START Data records
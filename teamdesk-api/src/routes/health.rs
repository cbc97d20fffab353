/// Health check endpoint
///
/// Provides a simple health check endpoint that verifies:
/// - The server is running
/// - Database connectivity
///
/// # Endpoint
///
/// ```text
/// GET /health
/// ```
///
/// # Response
///
/// ```json
/// {
///   "status": "healthy",
///   "version": "0.1.0",
///   "database": "connected",
///   "pool": { "active_connections": 1, "idle_connections": 1, "total_connections": 2 }
/// }
/// ```

use crate::app::AppState;
use axum::{extract::State, Json};
use serde::Serialize;
use teamdesk_shared::db::pool::{get_pool_stats, health_check as ping, PoolStats};
use tracing::warn;

/// Health check response
#[derive(Debug, Serialize)]
pub struct HealthResponse {
    /// `healthy` or `degraded`
    pub status: String,

    /// Application version
    pub version: String,

    /// `connected` or `disconnected`
    pub database: String,

    pub pool: PoolStats,
}

/// Health check handler
///
/// Always answers 200; a database outage shows up as `degraded`.
pub async fn health_check(State(state): State<AppState>) -> Json<HealthResponse> {
    let connected = match ping(&state.db).await {
        Ok(()) => true,
        Err(e) => {
            warn!(error = %e, "Health check could not reach the database");
            false
        }
    };

    Json(HealthResponse {
        status: if connected { "healthy" } else { "degraded" }.to_string(),
        version: env!("CARGO_PKG_VERSION").to_string(),
        database: if connected { "connected" } else { "disconnected" }.to_string(),
        pool: get_pool_stats(&state.db),
    })
}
END Data records
● **Task item**: Some lines contain the word "status". Pull each one out of the listing.

● **Task output**:
///   "status": "healthy",
    pub status: String,
        status: if connected { "healthy" } else { "degraded" }.to_string(),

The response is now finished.